Consider a ride that's a simple climb over a 10% hill (same both sides). Now, I don't know about you, but I ascend a sustained 10% at about 6mph if I'm really trying. So suppose it's half a mile up and half a mile down. Were it flat, that mile would take me 3 min. But at 6mph it'll take me 5 min. just to get to the top. I can only get the up and down to cancel out if I exceed light speed on the way down and travel backwards 2min. in time. By my calculations, 20mph flat and 6mph on a 10% are both 275 watts on a road bike, so that implies my figures are about right here.

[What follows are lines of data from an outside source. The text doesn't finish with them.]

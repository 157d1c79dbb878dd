use std::path::PathBuf;
use thiserror::Error;

/// Errors that can occur in the folio application
#[derive(Error, Debug)]
pub enum FolioError {
    /// Error reading or parsing the profile document
    #[error("Failed to load profile from {path}: {message}")]
    ProfileLoadError { path: PathBuf, message: String },

    /// Error when the profile document fails schema validation
    #[error("Invalid profile data: {0}")]
    ProfileValidationError(String),

    /// Error in configuration (missing key, bad value)
    #[error("Configuration error: {0}")]
    ConfigurationError(String),

    /// Error talking to the Gemini API
    #[error("API error: {0}")]
    ApiError(String),

    /// Network-level failure
    #[error("Network error: {0}")]
    NetworkError(String),

    /// Error when serializing data
    #[error("Serialization error: {0}")]
    SerializationError(String),

    /// Error reading or writing the quota store
    #[error("Quota store error: {0}")]
    QuotaStoreError(String),

    /// Error producing the resume PDF
    #[error("PDF export error: {0}")]
    PdfExportError(String),

    /// Filesystem failure
    #[error("I/O error: {0}")]
    Io(#[from] std::io::Error),
}

/// Result type alias for folio operations
pub type Result<T> = std::result::Result<T, FolioError>;

impl From<serde_json::Error> for FolioError {
    fn from(err: serde_json::Error) -> Self {
        FolioError::SerializationError(err.to_string())
    }
}

#[cfg(test)]
mod tests {
    use super::*;

    #[test]
    fn test_error_display() {
        let err = FolioError::ProfileValidationError("first_name: missing".to_string());
        assert!(err.to_string().contains("first_name"));

        let err = FolioError::ConfigurationError("GEMINI_API_KEY not set".to_string());
        assert!(err.to_string().contains("GEMINI_API_KEY"));
    }
}
//! Rotating wireframe room
//!
//! A slowly spinning box rendered with perspective projection, standing
//! in for the interactive room scene. Twelve edges, one rotation axis,
//! no depth sorting; the anti-aliased line primitive carries the look.

use crate::render::{Canvas, Color, Line, Point};

/// Y-axis rotation advance per frame, in radians
const SPIN_RATE: f64 = 0.02;
/// Fixed downward tilt so the floor reads as a floor
const TILT: f64 = 0.35;
/// Camera distance from the box center, in box units
const CAMERA_DISTANCE: f64 = 4.0;

const EDGE_COLOR: Color = Color {
    r: 120.0 / 255.0,
    g: 160.0 / 255.0,
    b: 255.0 / 255.0,
    a: 0.9,
};

/// Unit-box corner list
const VERTICES: [[f64; 3]; 8] = [
    [-1.0, -1.0, -1.0],
    [1.0, -1.0, -1.0],
    [1.0, 1.0, -1.0],
    [-1.0, 1.0, -1.0],
    [-1.0, -1.0, 1.0],
    [1.0, -1.0, 1.0],
    [1.0, 1.0, 1.0],
    [-1.0, 1.0, 1.0],
];

/// Corner index pairs forming the wireframe
const EDGES: [(usize, usize); 12] = [
    (0, 1),
    (1, 2),
    (2, 3),
    (3, 0),
    (4, 5),
    (5, 6),
    (6, 7),
    (7, 4),
    (0, 4),
    (1, 5),
    (2, 6),
    (3, 7),
];

/// The animated room scene
#[derive(Debug, Default)]
pub struct WireframeRoom {
    angle: f64,
}

impl WireframeRoom {
    pub fn new() -> Self {
        Self::default()
    }

    /// Current rotation angle in radians
    pub fn angle(&self) -> f64 {
        self.angle
    }

    /// Advance the rotation one frame
    pub fn step(&mut self) {
        self.angle = (self.angle + SPIN_RATE) % std::f64::consts::TAU;
    }

    /// Draw the room into the canvas, centered and scaled to fit
    pub fn draw(&self, canvas: &mut Canvas) {
        let width = f64::from(canvas.width);
        let height = f64::from(canvas.height);
        if width < 4.0 || height < 4.0 {
            return;
        }

        let center_x = width / 2.0;
        let center_y = height / 2.0;
        let scale = width.min(height) * 0.9;

        let projected: Vec<Point> = VERTICES
            .iter()
            .map(|v| self.project(v, center_x, center_y, scale))
            .collect();

        for (a, b) in EDGES {
            canvas.draw(&Line::new(projected[a], projected[b], EDGE_COLOR));
        }
    }

    /// Rotate around Y, tilt around X, then perspective-divide
    fn project(&self, v: &[f64; 3], center_x: f64, center_y: f64, scale: f64) -> Point {
        let (sin_a, cos_a) = self.angle.sin_cos();
        let x = v[0] * cos_a - v[2] * sin_a;
        let z = v[0] * sin_a + v[2] * cos_a;

        let (sin_t, cos_t) = TILT.sin_cos();
        let y = v[1] * cos_t - z * sin_t;
        let z = v[1] * sin_t + z * cos_t;

        let depth = z + CAMERA_DISTANCE;
        Point::new(
            center_x + x / depth * scale,
            center_y + y / depth * scale,
        )
    }
}

#[cfg(test)]
mod tests {
    use super::*;

    #[test]
    fn test_angle_wraps() {
        let mut room = WireframeRoom::new();
        for _ in 0..1000 {
            room.step();
        }
        assert!(room.angle() >= 0.0 && room.angle() < std::f64::consts::TAU);
    }

    #[test]
    fn test_projection_stays_near_center() {
        let room = WireframeRoom::new();
        let p = room.project(&[1.0, 1.0, 1.0], 50.0, 50.0, 90.0);

        // With the camera 4 units out, no corner projects past ~1/3 of
        // the scale from center.
        assert!((p.x - 50.0).abs() < 45.0);
        assert!((p.y - 50.0).abs() < 45.0);
    }

    #[test]
    fn test_draw_paints_edges() {
        let mut canvas = Canvas::new(100, 100, Color::BLACK);
        WireframeRoom::new().draw(&mut canvas);

        let lit = canvas.pixels().iter().filter(|c| c.luminance() > 0.05).count();
        assert!(lit > 50);
    }

    #[test]
    fn test_tiny_canvas_is_a_noop() {
        let mut canvas = Canvas::new(2, 2, Color::BLACK);
        WireframeRoom::new().draw(&mut canvas);
    }
}
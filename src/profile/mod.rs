//! Profile loading and session cache
//!
//! The profile document is read once, validated against the schema, and
//! held in an explicit process-scoped store for the rest of the session.

mod prompt;
mod schema;

pub use prompt::{build_system_instruction, stringify_profile};
pub use schema::{
    About, Certification, Education, Experience, ProfileData, Project, SectionsConfig,
    SectionToggles, Social,
};

use std::fs;
use std::path::{Path, PathBuf};

use tracing::{debug, info};

use crate::errors::{FolioError, Result};

/// Default questions offered when the profile does not override them
pub const DEFAULT_EXAMPLE_QUESTIONS: [&str; 3] = [
    "What are your main backend skills?",
    "Tell me about your most recent project.",
    "How many years of experience do you have?",
];

/// Owns the loaded profile for the lifetime of the session.
///
/// Replaces the implicit module-global cache of the original design with
/// explicit initialization-once state passed to consumers.
#[derive(Debug)]
pub struct ProfileStore {
    data: ProfileData,
    source: PathBuf,
}

impl ProfileStore {
    /// Load and validate the profile document at `path`.
    ///
    /// JSON and TOML are both accepted; the extension decides the parser.
    pub fn load(path: &Path) -> Result<Self> {
        let content = fs::read_to_string(path).map_err(|e| FolioError::ProfileLoadError {
            path: path.to_path_buf(),
            message: e.to_string(),
        })?;

        let data: ProfileData = if path.extension().is_some_and(|e| e == "toml") {
            toml::from_str(&content).map_err(|e| FolioError::ProfileLoadError {
                path: path.to_path_buf(),
                message: format!("invalid TOML: {e}"),
            })?
        } else {
            serde_json::from_str(&content).map_err(|e| FolioError::ProfileLoadError {
                path: path.to_path_buf(),
                message: format!("invalid JSON: {e}"),
            })?
        };

        data.validate()?;

        info!(
            "Profile loaded for {} ({} projects, {} experience entries)",
            data.full_name(),
            data.projects.len(),
            data.experiences.len()
        );

        Ok(Self {
            data,
            source: path.to_path_buf(),
        })
    }

    pub fn data(&self) -> &ProfileData {
        &self.data
    }

    pub fn source(&self) -> &Path {
        &self.source
    }

    /// Example questions for the chat: profile override (capped at 6) or
    /// the built-in defaults
    pub fn example_questions(&self) -> Vec<String> {
        match &self.data.example_questions {
            Some(questions) if !questions.is_empty() => {
                questions.iter().take(6).cloned().collect()
            }
            _ => DEFAULT_EXAMPLE_QUESTIONS
                .iter()
                .map(|q| (*q).to_string())
                .collect(),
        }
    }

    /// Filter tags for the projects section: "all" plus the profile's
    /// override list, or tags derived from project skills, capped at 12
    pub fn project_filter_tags(&self) -> Vec<String> {
        let mut tags = vec!["all".to_string()];

        let source: Vec<String> = match &self.data.project_filters {
            Some(filters) if !filters.is_empty() => filters.clone(),
            _ => {
                let mut derived = Vec::new();
                for project in &self.data.projects {
                    for skill in &project.skills {
                        let lower = skill.to_lowercase();
                        if !derived.contains(&lower) {
                            derived.push(lower);
                        }
                    }
                }
                derived
            }
        };

        tags.extend(source.into_iter().take(12));
        debug!("Project filter tags: {:?}", tags);
        tags
    }
}

/// Filter projects by a selected tag.
///
/// "all" returns every project; any other tag keeps the projects whose
/// skill set contains it as a case-insensitive substring, in the
/// original order.
pub fn filter_projects<'a>(projects: &'a [Project], tag: &str) -> Vec<&'a Project> {
    if tag == "all" {
        return projects.iter().collect();
    }
    let needle = tag.to_lowercase();
    projects
        .iter()
        .filter(|p| p.skills.iter().any(|s| s.to_lowercase().contains(&needle)))
        .collect()
}

#[cfg(test)]
pub(crate) use schema::sample_profile;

Lesser slopes have a less pronounced effect, but it's always there. You can never get back on the down what you lose on the up.

Same is true, incidently, with cars. The industry may well quote MPG but I know I get less in hilly Derbyshire than I would out in flat East Anglia. The ups and downs fail to cancel in exactly the same way.

Re: 1 banana = 3.4 miles

Posted: 22 Nov 2011, 1:00pm
by Ayesha
Is that 275 Watts at the flywheel, rear hub or at the tyre/road interface? :wink:

Physics is physics, It takes Joules to move air and Joules to lift mass against gravity.

Moving air, the equation is a square law. Double the speed, quadruple the required energy.

Raising mass, unless its done very quickly and has aerodynamics involved, ( so low for a cyclist, it can be ignored ) it can be taken as a 'constant'.

1 J = 1 Newton per metre.

If you insist on bombing along at 20 mph on the flat, no wonder your 10% climbing suffers.

Incidentally what is that bike which requires 275 W at 20 mph? The one with a parachute behind it ? :wink:
Even with 7.5% taken off for tranny losses, its still high.

Wait a minute. My Raleigh 20 with panniers needs 280 W at 20 mph. My appologies. :wink:

Re: 1 banana = 3.4 miles

Posted: 22 Nov 2011, 1:04pm
by karlt
Ayesha wrote:Is that 275 Watts at the flywheel, rear hub or at the tyre/road interface? :wink:

Physics is physics, It takes Joules to move air and Joules to lift mass against gravity.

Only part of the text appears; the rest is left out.